───── Material for the task

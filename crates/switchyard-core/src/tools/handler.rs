use std::fmt::Display;
use std::future::Future;
use std::sync::Arc;

use futures::future::BoxFuture;
use futures::{FutureExt, Stream, StreamExt};
use serde_json::{Map, Value};
use switchyard_tools::ToolError;
use tokio::sync::Semaphore;
use tokio_util::sync::CancellationToken;

use super::convert::ReturnValue;

pub type HandlerFuture = BoxFuture<'static, Result<ReturnValue, ToolError>>;

/// Per-call context handed to every handler.
#[derive(Debug, Clone)]
pub struct CallContext {
    pub tool_call_id: String,
    pub tool_name: String,
    pub cancellation_token: CancellationToken,
    pub workers: WorkerPool,
}

impl CallContext {
    pub fn is_cancelled(&self) -> bool {
        self.cancellation_token.is_cancelled()
    }
}

/// Bounded pool for synchronous handler bodies.
#[derive(Debug, Clone)]
pub struct WorkerPool {
    permits: Arc<Semaphore>,
    size: usize,
}

impl WorkerPool {
    pub fn new(size: usize) -> Self {
        let size = size.max(1);
        Self {
            permits: Arc::new(Semaphore::new(size)),
            size,
        }
    }

    pub fn size(&self) -> usize {
        self.size
    }

    /// Run `job` on the blocking thread pool once a slot is free.
    pub async fn run_blocking<F, T>(&self, tool_name: &str, job: F) -> Result<T, ToolError>
    where
        F: FnOnce() -> T + Send + 'static,
        T: Send + 'static,
    {
        let permit = self
            .permits
            .clone()
            .acquire_owned()
            .await
            .map_err(|e| ToolError::internal(format!("worker pool closed: {e}")))?;

        let handle = tokio::task::spawn_blocking(move || {
            let _permit = permit;
            job()
        });

        handle.await.map_err(|e| {
            if e.is_panic() {
                ToolError::execution(tool_name, "handler panicked")
            } else {
                ToolError::cancelled(tool_name)
            }
        })
    }
}

impl Default for WorkerPool {
    fn default() -> Self {
        Self::new(crate::config::DEFAULT_MAX_BLOCKING_CALLS)
    }
}

/// The single execution contract every tool shape is adapted to.
pub trait ToolHandler: Send + Sync + 'static {
    fn invoke(&self, arguments: Map<String, Value>, ctx: CallContext) -> HandlerFuture;
}

/// Adapts a plain blocking function.
pub struct SyncHandler<F> {
    func: Arc<F>,
}

impl<F> SyncHandler<F> {
    pub fn new(func: F) -> Self {
        Self {
            func: Arc::new(func),
        }
    }
}

impl<F, R, E> ToolHandler for SyncHandler<F>
where
    F: Fn(Map<String, Value>) -> Result<R, E> + Send + Sync + 'static,
    R: Into<ReturnValue> + Send + 'static,
    E: Display + Send + 'static,
{
    fn invoke(&self, arguments: Map<String, Value>, ctx: CallContext) -> HandlerFuture {
        let func = Arc::clone(&self.func);
        async move {
            let name = ctx.tool_name.clone();
            let outcome = ctx
                .workers
                .run_blocking(&ctx.tool_name, move || func(arguments))
                .await?;
            outcome
                .map(Into::into)
                .map_err(|e| ToolError::execution(name, e.to_string()))
        }
        .boxed()
    }
}

/// Adapts an async function.
pub struct AsyncHandler<F> {
    func: F,
}

impl<F> AsyncHandler<F> {
    pub fn new(func: F) -> Self {
        Self { func }
    }
}

impl<F, Fut, R, E> ToolHandler for AsyncHandler<F>
where
    F: Fn(Map<String, Value>, CallContext) -> Fut + Send + Sync + 'static,
    Fut: Future<Output = Result<R, E>> + Send + 'static,
    R: Into<ReturnValue> + Send + 'static,
    E: Display + Send + 'static,
{
    fn invoke(&self, arguments: Map<String, Value>, ctx: CallContext) -> HandlerFuture {
        let name = ctx.tool_name.clone();
        let fut = (self.func)(arguments, ctx);
        async move {
            fut.await
                .map(Into::into)
                .map_err(|e| ToolError::execution(name, e.to_string()))
        }
        .boxed()
    }
}

/// Adapts a function producing a stream; the last item is the result and an
/// empty stream counts as [`ReturnValue::Void`].
pub struct StreamHandler<F> {
    func: F,
}

impl<F> StreamHandler<F> {
    pub fn new(func: F) -> Self {
        Self { func }
    }
}

impl<F, S, R, E> ToolHandler for StreamHandler<F>
where
    F: Fn(Map<String, Value>, CallContext) -> S + Send + Sync + 'static,
    S: Stream<Item = Result<R, E>> + Send + 'static,
    R: Into<ReturnValue> + Send + 'static,
    E: Display + Send + 'static,
{
    fn invoke(&self, arguments: Map<String, Value>, ctx: CallContext) -> HandlerFuture {
        let name = ctx.tool_name.clone();
        let stream = (self.func)(arguments, ctx);
        async move {
            let mut stream = std::pin::pin!(stream);
            let mut last = None;
            while let Some(item) = stream.next().await {
                match item {
                    Ok(value) => last = Some(value),
                    Err(e) => return Err(ToolError::execution(name, e.to_string())),
                }
            }
            Ok(last.map_or(ReturnValue::Void, Into::into))
        }
        .boxed()
    }
}

#[cfg(test)]
mod tests {
    use super::*;
    use crate::tools::convert::ResultConverter;
    use std::sync::atomic::{AtomicUsize, Ordering};
    use std::time::Duration;
    use switchyard_tools::ContentBlock;

    fn ctx(name: &str, workers: WorkerPool) -> CallContext {
        CallContext {
            tool_call_id: "call-1".to_string(),
            tool_name: name.to_string(),
            cancellation_token: CancellationToken::new(),
            workers,
        }
    }

    fn args(value: serde_json::Value) -> Map<String, Value> {
        serde_json::from_value(value).unwrap()
    }

    fn render(value: ReturnValue) -> Vec<ContentBlock> {
        ResultConverter::new().convert(value)
    }

    #[tokio::test]
    async fn test_sync_handler_runs_on_pool() {
        let handler = SyncHandler::new(|args: Map<String, Value>| {
            let a = args.get("a").and_then(Value::as_i64).unwrap_or_default();
            let b = args.get("b").and_then(Value::as_i64).unwrap_or_default();
            Ok::<_, String>(a + b)
        });
        let value = handler
            .invoke(
                args(serde_json::json!({"a": 10, "b": 20})),
                ctx("add", WorkerPool::new(2)),
            )
            .await
            .unwrap();
        assert_eq!(render(value), vec![ContentBlock::text("30")]);
    }

    #[tokio::test]
    async fn test_sync_handler_error_keeps_message() {
        let handler =
            SyncHandler::new(|_args: Map<String, Value>| Err::<(), _>("disk on fire".to_string()));
        let err = handler
            .invoke(Map::new(), ctx("burn", WorkerPool::new(1)))
            .await
            .unwrap_err();
        assert_eq!(err, ToolError::execution("burn", "disk on fire"));
    }

    #[tokio::test]
    async fn test_sync_handler_panic_becomes_execution_error() {
        let handler = SyncHandler::new(|_args: Map<String, Value>| -> Result<(), String> {
            panic!("oops");
        });
        let err = handler
            .invoke(Map::new(), ctx("boom", WorkerPool::new(1)))
            .await
            .unwrap_err();
        assert!(matches!(err, ToolError::Execution { .. }));
    }

    #[tokio::test(flavor = "multi_thread", worker_threads = 4)]
    async fn test_worker_pool_bounds_concurrency() {
        let running = Arc::new(AtomicUsize::new(0));
        let peak = Arc::new(AtomicUsize::new(0));
        let pool = WorkerPool::new(2);

        let jobs = (0..6).map(|_| {
            let running = running.clone();
            let peak = peak.clone();
            let pool = pool.clone();
            async move {
                pool.run_blocking("sleepy", move || {
                    let now = running.fetch_add(1, Ordering::SeqCst) + 1;
                    peak.fetch_max(now, Ordering::SeqCst);
                    std::thread::sleep(Duration::from_millis(30));
                    running.fetch_sub(1, Ordering::SeqCst);
                })
                .await
            }
        });
        let results = futures::future::join_all(jobs).await;

        assert!(results.iter().all(Result::is_ok));
        assert!(peak.load(Ordering::SeqCst) <= 2);
    }

    #[tokio::test]
    async fn test_async_handler() {
        let handler = AsyncHandler::new(|args: Map<String, Value>, ctx: CallContext| async move {
            tokio::time::sleep(Duration::from_millis(5)).await;
            let city = args.get("city").and_then(Value::as_str).unwrap_or("nowhere");
            Ok::<_, String>(format!("{} via {}", city, ctx.tool_call_id))
        });
        let value = handler
            .invoke(
                args(serde_json::json!({"city": "Lima"})),
                ctx("weather", WorkerPool::default()),
            )
            .await
            .unwrap();
        assert_eq!(render(value), vec![ContentBlock::text("Lima via call-1")]);
    }

    #[tokio::test]
    async fn test_stream_handler_keeps_last_item() {
        let handler = StreamHandler::new(|_args: Map<String, Value>, _ctx: CallContext| {
            futures::stream::iter(vec![Ok::<_, String>(1), Ok(2), Ok(3)])
        });
        let value = handler
            .invoke(Map::new(), ctx("count", WorkerPool::default()))
            .await
            .unwrap();
        assert_eq!(render(value), vec![ContentBlock::text("3")]);
    }

    #[tokio::test]
    async fn test_empty_stream_is_void() {
        let handler = StreamHandler::new(|_args: Map<String, Value>, _ctx: CallContext| {
            futures::stream::iter(Vec::<Result<i64, String>>::new())
        });
        let value = handler
            .invoke(Map::new(), ctx("quiet", WorkerPool::default()))
            .await
            .unwrap();
        assert_eq!(render(value), vec![ContentBlock::text("Done")]);
    }

    #[tokio::test]
    async fn test_stream_error_stops_iteration() {
        let handler = StreamHandler::new(|_args: Map<String, Value>, _ctx: CallContext| {
            futures::stream::iter(vec![Ok(1), Err("lost connection".to_string()), Ok(3)])
        });
        let err = handler
            .invoke(Map::new(), ctx("flaky", WorkerPool::default()))
            .await
            .unwrap_err();
        assert_eq!(err, ToolError::execution("flaky", "lost connection"));
    }
}
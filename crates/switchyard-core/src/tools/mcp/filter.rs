use std::collections::HashSet;

use schemars::JsonSchema;
use serde::{Deserialize, Serialize};

/// Which remote tools a client exposes.
#[derive(Debug, Clone, Default, PartialEq, Eq, Serialize, Deserialize, JsonSchema)]
#[serde(tag = "mode", content = "tools", rename_all = "snake_case")]
pub enum ToolFilter {
    #[default]
    All,
    Include(HashSet<String>),
    Exclude(HashSet<String>),
}

impl ToolFilter {
    pub fn should_include(&self, tool_name: &str) -> bool {
        match self {
            ToolFilter::All => true,
            ToolFilter::Include(names) => names.contains(tool_name),
            ToolFilter::Exclude(names) => !names.contains(tool_name),
        }
    }
}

──────────

Goal of the exercise
Write out again, exactly, the lines from the start of the entries up to and including the one with "pub struct CallContext". Nothing else belongs in the reply.

Expected answer
filename crates/switchyard-core/src/tools/handler.rs
use std::fmt::Display;
use std::future::Future;
use std::sync::Arc;

use futures::future::BoxFuture;
use futures::{FutureExt, Stream, StreamExt};
use serde_json::{Map, Value};
use switchyard_tools::ToolError;
use tokio::sync::Semaphore;
use tokio_util::sync::CancellationToken;

use super::convert::ReturnValue;

pub type HandlerFuture = BoxFuture<'static, Result<ReturnValue, ToolError>>;

/// Per-call context handed to every handler.
#[derive(Debug, Clone)]
pub struct CallContext {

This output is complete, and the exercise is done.